Histological results found the same appendix showed.
Figure 4 & Figure 5: Currently, the patient is well and conceived naturally whilst waiting to start IVF treatment.
Endometriosis is one of the most common diseases seen by gynaecologists. The prevalence is difficult to estimate as women can be asymptomatic or present with varying degrees of pelvic pain.11 Endometriosis is associated with infertility and has been identified in 38.5% of infertile women as opposed to 5.2% of fertile women.12
Appendicular tumours have diverse histology. Carcinoid neoplasms are the most common, accounting for 66% of all tumours of the appendix. They are comprised of enterochromaffin cells and contain many neurosecretory granules that release serotonin, histamine and prostaglandins.13 As with endometriosis, the incidence and prevalence is unknown, as the disease is mainly asymptomatic. The average time for a carcinoid tumour to become symptomatic is 9 years. Carcinoid tumours may present late and be associated with metastasis if found within the tip of the appendix.

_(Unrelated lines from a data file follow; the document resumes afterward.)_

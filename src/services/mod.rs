pub mod candidate_service;
pub mod memory_store;
use std::str::FromStr;

use chrono::{DateTime, Utc};
use sqlx::postgres::{PgConnectOptions, PgPoolOptions};
use sqlx::PgPool;

use crate::config::DatabaseConfig;
use crate::error::{Error, Result};

fn connect_options(config: &DatabaseConfig) -> Result<PgConnectOptions> {
    if let Some(url) = &config.url {
        return PgConnectOptions::from_str(url)
            .map_err(|e| Error::Config(format!("Invalid value for DATABASE_URL: {}", e)));
    }

    let mut options = PgConnectOptions::new()
        .host(&config.host)
        .port(config.port)
        .username(&config.user)
        .database(&config.name);
    if let Some(password) = &config.password {
        options = options.password(password);
    }
    Ok(options)
}

pub async fn create_pool(config: &DatabaseConfig) -> Result<PgPool> {
    let pool = PgPoolOptions::new()
        .max_connections(config.max_connections)
        .idle_timeout(config.idle_timeout)
        .acquire_timeout(config.connect_timeout)
        .connect_with(connect_options(config)?)
        .await?;
    tracing::info!(
        max_connections = config.max_connections,
        "Connected to PostgreSQL database"
    );
    Ok(pool)
}

pub async fn test_connection(pool: &PgPool) -> Result<DateTime<Utc>> {
    let now = sqlx::query_scalar::<_, DateTime<Utc>>("SELECT NOW()")
        .fetch_one(pool)
        .await
        .map_err(|e| {
            tracing::error!("Database connection test failed: {}", e);
            Error::from(e)
        })?;
    tracing::info!(%now, "Database connection test successful");
    Ok(now)
}

pub async fn run_migrations(pool: &PgPool) -> Result<()> {
    sqlx::migrate!("./migrations").run(pool).await?;
    Ok(())
}
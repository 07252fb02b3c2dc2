use axum::{
    extract::rejection::{JsonRejection, PathRejection, QueryRejection},
    http::StatusCode,
    response::{IntoResponse, Json},
};
use validator::ValidationErrors;

use crate::dto::api_response::{ApiResponse, FieldViolation};

pub type Result<T> = std::result::Result<T, Error>;

pub const EMAIL_EXISTS: &str = "Email already exists";

#[derive(Debug, thiserror::Error)]
pub enum Error {
    #[error("Configuration error: {0}")]
    Config(String),

    #[error("Validation error: {0}")]
    Validation(#[from] ValidationErrors),

    #[error("Not found: {0}")]
    NotFound(String),

    #[error("{message}")]
    Conflict { field: &'static str, message: String },

    #[error("Database error: {0}")]
    Database(sqlx::Error),

    #[error("Migration error: {0}")]
    Migration(#[from] sqlx::migrate::MigrateError),

    #[error("Invalid request body: {0}")]
    Json(#[from] JsonRejection),

    #[error("Invalid query string: {0}")]
    Query(#[from] QueryRejection),

    #[error("Invalid path: {0}")]
    Path(#[from] PathRejection),

    #[error("Internal error: {0}")]
    Internal(String),

    #[error("{message}: {source}")]
    Operation {
        message: &'static str,
        source: Box<Error>,
    },
}

impl Error {
    pub fn email_conflict() -> Self {
        Error::Conflict {
            field: "email",
            message: EMAIL_EXISTS.to_string(),
        }
    }

    pub fn candidate_not_found(id: i32) -> Self {
        Error::NotFound(format!("Candidate with ID {} not found", id))
    }

    pub fn status(&self) -> StatusCode {
        match self {
            Error::Validation(_) => StatusCode::UNPROCESSABLE_ENTITY,
            Error::Json(rejection) => rejection.status(),
            Error::Query(rejection) => rejection.status(),
            Error::Path(rejection) => rejection.status(),
            Error::NotFound(_) => StatusCode::NOT_FOUND,
            Error::Conflict { .. } => StatusCode::CONFLICT,
            Error::Config(_)
            | Error::Database(_)
            | Error::Migration(_)
            | Error::Internal(_)
            | Error::Operation { .. } => StatusCode::INTERNAL_SERVER_ERROR,
        }
    }

    /// Underlying cause as reported to clients in the `error` field.
    fn detail(&self) -> String {
        match self {
            Error::Database(err) => err.to_string(),
            Error::Internal(msg) | Error::Config(msg) => msg.clone(),
            Error::Operation { source, .. } => source.detail(),
            other => other.to_string(),
        }
    }

    fn is_server_side(&self) -> bool {
        self.status().is_server_error()
    }
}

impl IntoResponse for Error {
    fn into_response(self) -> axum::response::Response {
        let status = self.status();
        if status.is_server_error() {
            tracing::error!(error = %self, "request failed");
        }

        let body: ApiResponse<()> = match self {
            Error::Validation(errors) => {
                let violations = FieldViolation::from_errors(&errors);
                ApiResponse::failure("Validation failed").with_violations(violations)
            }
            Error::Json(rejection) => ApiResponse::failure(rejection.body_text()),
            Error::Query(rejection) => ApiResponse::failure(rejection.body_text()),
            Error::Path(rejection) => ApiResponse::failure(rejection.body_text()),
            Error::NotFound(message) => ApiResponse::failure(message),
            Error::Conflict { field, message } => ApiResponse::failure(message).with_field(field),
            Error::Operation { message, source } => {
                ApiResponse::failure(message).with_error(source.detail())
            }
            other => {
                let detail = other.detail();
                ApiResponse::failure("An unexpected error occurred").with_error(detail)
            }
        };

        (status, Json(body)).into_response()
    }
}

impl From<sqlx::Error> for Error {
    fn from(err: sqlx::Error) -> Self {
        match err {
            sqlx::Error::Database(ref db) if db.is_unique_violation() => Error::email_conflict(),
            sqlx::Error::RowNotFound => Error::NotFound("Resource not found".to_string()),
            other => Error::Database(other),
        }
    }
}

/// Attaches an operation-level message to server-side failures.
///
/// Client errors (validation, not found, conflict) pass through untouched so
/// their status and field tagging survive.
pub trait ResultExt<T> {
    fn context(self, message: &'static str) -> Result<T>;
}

impl<T> ResultExt<T> for Result<T> {
    fn context(self, message: &'static str) -> Result<T> {
        self.map_err(|err| {
            if err.is_server_side() {
                Error::Operation {
                    message,
                    source: Box::new(err),
                }
            } else {
                err
            }
        })
    }
}
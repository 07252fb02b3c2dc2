use serde::{Deserialize, Serialize};
use utoipa::ToSchema;
use validator::ValidationErrors;

/// Envelope shared by every `/api/candidates` endpoint.
#[derive(Debug, Clone, Serialize, Deserialize)]
pub struct ApiResponse<T> {
    pub success: bool,
    #[serde(skip_serializing_if = "Option::is_none")]
    pub data: Option<T>,
    #[serde(default, skip_serializing_if = "Option::is_none")]
    pub message: Option<String>,
    #[serde(default, skip_serializing_if = "Option::is_none")]
    pub count: Option<usize>,
    #[serde(default, skip_serializing_if = "Option::is_none")]
    pub error: Option<String>,
    #[serde(default, skip_serializing_if = "Option::is_none")]
    pub field: Option<String>,
    #[serde(default, skip_serializing_if = "Option::is_none")]
    pub errors: Option<Vec<FieldViolation>>,
}

impl<T> ApiResponse<T> {
    pub fn ok(data: T) -> Self {
        Self {
            success: true,
            data: Some(data),
            message: None,
            count: None,
            error: None,
            field: None,
            errors: None,
        }
    }

    pub fn failure(message: impl Into<String>) -> Self {
        Self {
            success: false,
            data: None,
            message: Some(message.into()),
            count: None,
            error: None,
            field: None,
            errors: None,
        }
    }

    pub fn with_message(mut self, message: impl Into<String>) -> Self {
        self.message = Some(message.into());
        self
    }

    pub fn with_count(mut self, count: usize) -> Self {
        self.count = Some(count);
        self
    }

    pub fn with_error(mut self, error: impl Into<String>) -> Self {
        self.error = Some(error.into());
        self
    }

    pub fn with_field(mut self, field: impl Into<String>) -> Self {
        self.field = Some(field.into());
        self
    }

    /// Attaches field-level violations; `field` points at the first one.
    pub fn with_violations(mut self, violations: Vec<FieldViolation>) -> Self {
        self.field = violations.first().map(|v| v.field.clone());
        self.errors = Some(violations);
        self
    }
}

impl ApiResponse<()> {
    /// Success envelope with no payload (delete).
    pub fn done(message: impl Into<String>) -> Self {
        Self {
            success: true,
            data: None,
            message: Some(message.into()),
            count: None,
            error: None,
            field: None,
            errors: None,
        }
    }
}

#[derive(Debug, Clone, PartialEq, Eq, Serialize, Deserialize, ToSchema)]
pub struct FieldViolation {
    pub field: String,
    pub message: String,
}

impl FieldViolation {
    /// Flattens validator output into a list ordered by field name.
    pub fn from_errors(errors: &ValidationErrors) -> Vec<FieldViolation> {
        let mut violations: Vec<FieldViolation> = errors
            .field_errors()
            .into_iter()
            .flat_map(|(field, list)| {
                let field = field.to_string();
                list.iter()
                    .map(move |err| FieldViolation {
                        field: field.clone(),
                        message: err
                            .message
                            .as_ref()
                            .map(|m| m.to_string())
                            .unwrap_or_else(|| format!("{} is invalid", field)),
                    })
                    .collect::<Vec<_>>()
            })
            .collect();
        violations.sort_by(|a, b| a.field.cmp(&b.field));
        violations
    }
}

The most common benign appendix tumours are mucinous cystadenomas. These tumours are composed of intestinal epithelium are dysplastic and secrete mucin, giving rise to a mucocele. This often causes the appendix to dilate and can present as acute appendicitis. The presence of a mucinous cystadenoma with associated mucin within the appendix wall increases the risk of psuedomyxoma peritonei.
There have been reports in literature of the co-existence of two types of appendicular tumours. Alsaad et al.14 reported a case of combined goblet cell carcinoid and mucinous cyst-adenoma of the appendix in a patient presenting with right iliac fossa pain. The occurrence of appendicular tumours co-existing with endometriosis is rarely reported,15 and there have been no reported cases of two different appendicular tumours being found with co-existent features of an endometrioma within the same appendix. Appendicectomy specimens should be routinely sent for histopathological analysis. Duzgan et al.15 reported an intra-operative detection rate of less than 50% for all types of appendicular tumours. Jones et al (2007) evaluated the histopathological reports of 1225 appendicectomy specimens. Of the 1225, 46 (3.75%) revealed abnormal diagnoses and 24 (1.96%) were clinically significant, altering patient management.16 Routine histopathological analysis avoids the potential to miss significant pathologies which may need different treatments.
Currently in the literature there are no clear guidelines regarding the treatment of appendicular tumours.17 There is considerable debate as to the use of appendectomy versus right hemicolectomy and the effects on long term results. A right hemicolectomy is indicated with adenocarcinomas, tumours invading the mesoappendix, serosa, lymphatics or vasculature and benign tumours with a diameter of more than 2cm.18 As preferred by some surgical units19 a right hemicolectomy is considered the treatment of choice. There was suspicion of a malignant adenocarcinoma after initial biopsy which rendered a right hemicolectomy a safer option.
Most surgeons will only encounter a few carcinoid tumours of the appendix in their career. We feel this unique case will add to the small database of similar reports and help with management of this rare disease.
This case illustrates the broad spectrum of appendicular and endometriotic disease. It also demonstrates the role of biopsy of abnormal areas atypical of endometriosis at diagnostic laparoscopy. We hope to highlight the interesting asymptomatic presentation of this patient and therefore the importance of requesting routine histopathological analysis. After prompt treatment with right hemicolectomy, this young woman has fortunately conceived naturally without IVF.
None.
Author has no any conflict of interest to declare.